Mit Bescheid vom 14. Januar 1983 - zugestellt am 25. Februar 1983 - lehnte das Bundesamt für die Anerkennung ausländischer Flüchtlinge die Asylanträge der Kläger ab. Zur Begründung wurde ausgeführt: Es sei nicht ersichtlich, daß die Christen in der Türkei allgemein in asylerheblicher Weise verfolgt wären und daß darüber hinaus im vorliegenden Fall für die Ausreise aus der Türkei politische Verfolgung ursächlich gewesen sei oder daß bei einer Rückkehr mit asylerheblichen Verfolgungsmaßnahmen gerechnet werden müsse. Weder gebe es in der Türkei eine gezielte staatliche Verfolgung von Angehörigen der christlichen Minderheit, noch könne von einer generellen Duldung, Untätigkeit oder gar Unterstützung des türkischen Staats bei Übergriffen Dritter die Rede sein, wenngleich die türkische Regierung nicht in jedem Fall die Sicherheit des Einzelnen garantieren könne. Die Folgen der früheren desolaten innenpolitischen Zustände hätten im übrigen nicht nur die christlichen Minderheiten, sondern die türkische Bevölkerung in ihrer Gesamtheit getroffen. Das Vorbringen, in Istanbul religiöser Verfolgung Dritter ausgesetzt gewesen zu sein bzw. aus diesem Grund dorthin nicht zurückkehren zu können, überzeuge nicht. Insbesondere habe sich durch den Machtwechsel die Sicherheitslage grundlegend gebessert, und deshalb bestehe auch für vom Lande nach Istanbul ziehende Christen die Möglichkeit, sich dort einen Arbeits- und Sozialkreis zu schaffen. Gegen die geltend gemachten Bedrohungen bzw. Übergriffe von Privatpersonen sei der Schutz des türkischen Staats in Anspruch zu nehmen. Daß den Klägern gezielt staatlicher Schutz verweigert worden sei, hätten sie nicht glaubhaft gemacht. Nach dem vorliegenden Informationsmaterial sei im übrigen davon auszugehen, daß auch Christen bei Anrufung der Gerichte in der Türkei zu ihrem Recht gelangen könnten. Gegen die behauptete Verfolgungsfurcht und insbesondere die Intensität der geltend gemachten Gefährdungen spreche überdies, daß der Kläger zu 1) zunächst allein ausgereist sei und gerade die weniger Schutzfähigen zurückgelassen habe. Aus dem weiteren Sachvortrag der Kläger ergäben sich ebenfalls keine Gesichtspunkte, die zu einer Anerkennung führen könnten. Für die Kläger zu 3) und 4) seien eigene Asylgründe ohnehin nicht dargetan.

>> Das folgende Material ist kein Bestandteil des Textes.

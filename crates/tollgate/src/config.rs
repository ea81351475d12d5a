//! Compilation of the parsed YAML into an immutable per-generation snapshot.

use std::collections::HashMap;
use std::sync::Arc;

use common::configuration::{BackendAuthConfig, ConfigError, FilterConfig, RequestCostKind};
use common::configuration::VersionedApiSchema;
use thiserror::Error;

use crate::backend_auth::{AuthError, AuthHandler};
use crate::costs::{CelCostProgram, CostError};
use crate::router::Router;

#[derive(Error, Debug)]
pub enum SnapshotError {
    #[error(transparent)]
    Config(#[from] ConfigError),
    #[error(transparent)]
    Cost(#[from] CostError),
    #[error("failed to build auth handler '{name}': {source}")]
    Auth { name: String, source: AuthError },
}

/// The compiled configuration one stream captures at construction.
///
/// Never mutated; a reload builds a fresh snapshot and swaps the pointer.
/// In-flight streams keep the snapshot they started with.
pub struct Snapshot {
    pub input_schema: VersionedApiSchema,
    pub model_name_header_key: String,
    pub selected_backend_header_key: String,
    pub metadata_namespace: String,
    pub router: Router,
    /// Keyed by backend name; handlers are shared when backends reuse a key.
    pub backend_auth_handlers: HashMap<String, Arc<AuthHandler>>,
    pub declared_models: Vec<String>,
    pub request_costs: Vec<CompiledRequestCost>,
    pub generation: u64,
}

pub struct CompiledRequestCost {
    pub metadata_key: String,
    pub kind: CostKind,
}

pub enum CostKind {
    InputToken,
    OutputToken,
    TotalToken,
    Cel(CelCostProgram),
}

impl Snapshot {
    /// Compile a parsed config. Any failure (CEL compile, credential load)
    /// rejects the whole snapshot; the caller keeps the previous one.
    pub fn build(config: FilterConfig, generation: u64) -> Result<Self, SnapshotError> {
        let mut request_costs = Vec::with_capacity(config.request_costs.len());
        for cost in &config.request_costs {
            let kind = match cost.kind {
                RequestCostKind::InputToken => CostKind::InputToken,
                RequestCostKind::OutputToken => CostKind::OutputToken,
                RequestCostKind::TotalToken => CostKind::TotalToken,
                RequestCostKind::Cel => {
                    let expression =
                        cost.cel
                            .as_deref()
                            .ok_or_else(|| ConfigError::MissingCelExpression {
                                metadata_key: cost.metadata_key.clone(),
                            })?;
                    CostKind::Cel(CelCostProgram::compile(expression)?)
                }
            };
            request_costs.push(CompiledRequestCost {
                metadata_key: cost.metadata_key.clone(),
                kind,
            });
        }

        let mut handlers_by_key: HashMap<&String, Arc<AuthHandler>> = HashMap::new();
        for (key, auth_config) in &config.backend_auth {
            let handler = build_handler(key, auth_config)?;
            handlers_by_key.insert(key, Arc::new(handler));
        }
        let mut backend_auth_handlers = HashMap::new();
        for rule in &config.rules {
            for backend in &rule.backends {
                if let Some(auth_key) = &backend.auth {
                    if let Some(handler) = handlers_by_key.get(auth_key) {
                        backend_auth_handlers.insert(backend.name.clone(), Arc::clone(handler));
                    }
                }
            }
        }

        Ok(Self {
            input_schema: config.input_schema,
            model_name_header_key: config.model_name_header_key,
            selected_backend_header_key: config.selected_backend_header_key,
            metadata_namespace: config.metadata_namespace,
            router: Router::new(config.rules),
            backend_auth_handlers,
            declared_models: config.declared_models,
            request_costs,
            generation,
        })
    }
}

fn build_handler(name: &str, config: &BackendAuthConfig) -> Result<AuthHandler, SnapshotError> {
    AuthHandler::from_config(config).map_err(|source| SnapshotError::Auth {
        name: name.to_string(),
        source,
    })
}

#[cfg(test)]
mod tests {
    use super::*;

    fn base_yaml() -> String {
        r#"
inputSchema: {name: OpenAI, version: v1}
rules:
  - headers: [{name: x-model, value: gpt}]
    backends:
      - name: openai-a
        schema: {name: OpenAI, version: v1}
        weight: 100
"#
        .to_string()
    }

    #[test]
    fn builds_snapshot_with_compiled_costs() {
        let yaml = base_yaml()
            + r#"
requestCosts:
  - metadataKey: input_token_usage
    type: InputToken
  - metadataKey: cost
    type: CEL
    cel: "input_tokens * 2"
"#;
        let config = FilterConfig::from_yaml(&yaml).unwrap();
        let snapshot = Snapshot::build(config, 7).unwrap();
        assert_eq!(snapshot.generation, 7);
        assert_eq!(snapshot.request_costs.len(), 2);
        match &snapshot.request_costs[1].kind {
            CostKind::Cel(program) => assert_eq!(program.source(), "input_tokens * 2"),
            _ => panic!("expected compiled CEL cost"),
        }
    }

    #[test]
    fn cel_compile_failure_rejects_snapshot() {
        let yaml = base_yaml()
            + r#"
requestCosts:
  - metadataKey: cost
    type: CEL
    cel: "input_tokens *"
"#;
        let config = FilterConfig::from_yaml(&yaml).unwrap();
        assert!(matches!(
            Snapshot::build(config, 1),
            Err(SnapshotError::Cost(_))
        ));
    }

    #[test]
    fn missing_credential_file_rejects_snapshot() {
        let yaml = r#"
inputSchema: {name: OpenAI, version: v1}
rules:
  - headers: [{name: x-model, value: gpt}]
    backends:
      - name: openai-a
        schema: {name: OpenAI, version: v1}
        weight: 100
        auth: key
backendAuth:
  key:
    type: apiKey
    filename: /nonexistent/tollgate-key
"#;
        let config = FilterConfig::from_yaml(yaml).unwrap();
        assert!(matches!(
            Snapshot::build(config, 1),
            Err(SnapshotError::Auth { .. })
        ));
    }
}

Mit Bescheiden vom 24. Februar 1983 forderte der Oberbürgermeister der Universitätsstadt G die Kläger zu 1) und 2) zur Ausreise auf und drohte ihnen für den Fall, daß sie nicht innerhalb eines Monats nach Eintritt der Unanfechtbarkeit dieser Bescheide und des Bescheids des Bundesamts für die Anerkennung ausländischer Flüchtlinge den Geltungsbereich des Ausländergesetzes verließen, die Abschiebung an.

Mit Schriftsatz vom 23. März 1983, der am selben Tage einging, erhoben die Kläger gegen den Bundesamtsbescheid und die Ausreiseaufforderungen Klage.

Zur Begründung ihrer Asylverpflichtungsklage trugen sie durch ihre Bevollmächtigten vor: Sie gehörten zur Volksgruppe der Aramäer mit syrischer Glaubensrichtung. Die Aramäer würden aus ethnischen und religiösen Gründen von der moslemischen Bevölkerungsmehrheit verfolgt. Die türkischen Behörden gewährten hiergegen keinen Schutz, sondern beteiligten sich selbst an Verfolgungsmaßnahmen. Im übrigen bezögen sie sich auf ihr bisheriges Vorbringen. Die Anfechtungsklage gegen die Ausreiseaufforderungen müsse schon deshalb Erfolg haben, weil diese zum jetzigen Zeitpunkt - da der Ausgang des Asylverfahrens offen sei - noch nicht hätten ergehen dürfen. Die maßgeblichen Verhältnisse könnten sich nämlich bis zum Eintritt der Rechtskraft des asylrechtlichen Verfahrensteils ändern; jedenfalls sei die gesetzte Ausreisefrist von einem Monat unangemessen kurz.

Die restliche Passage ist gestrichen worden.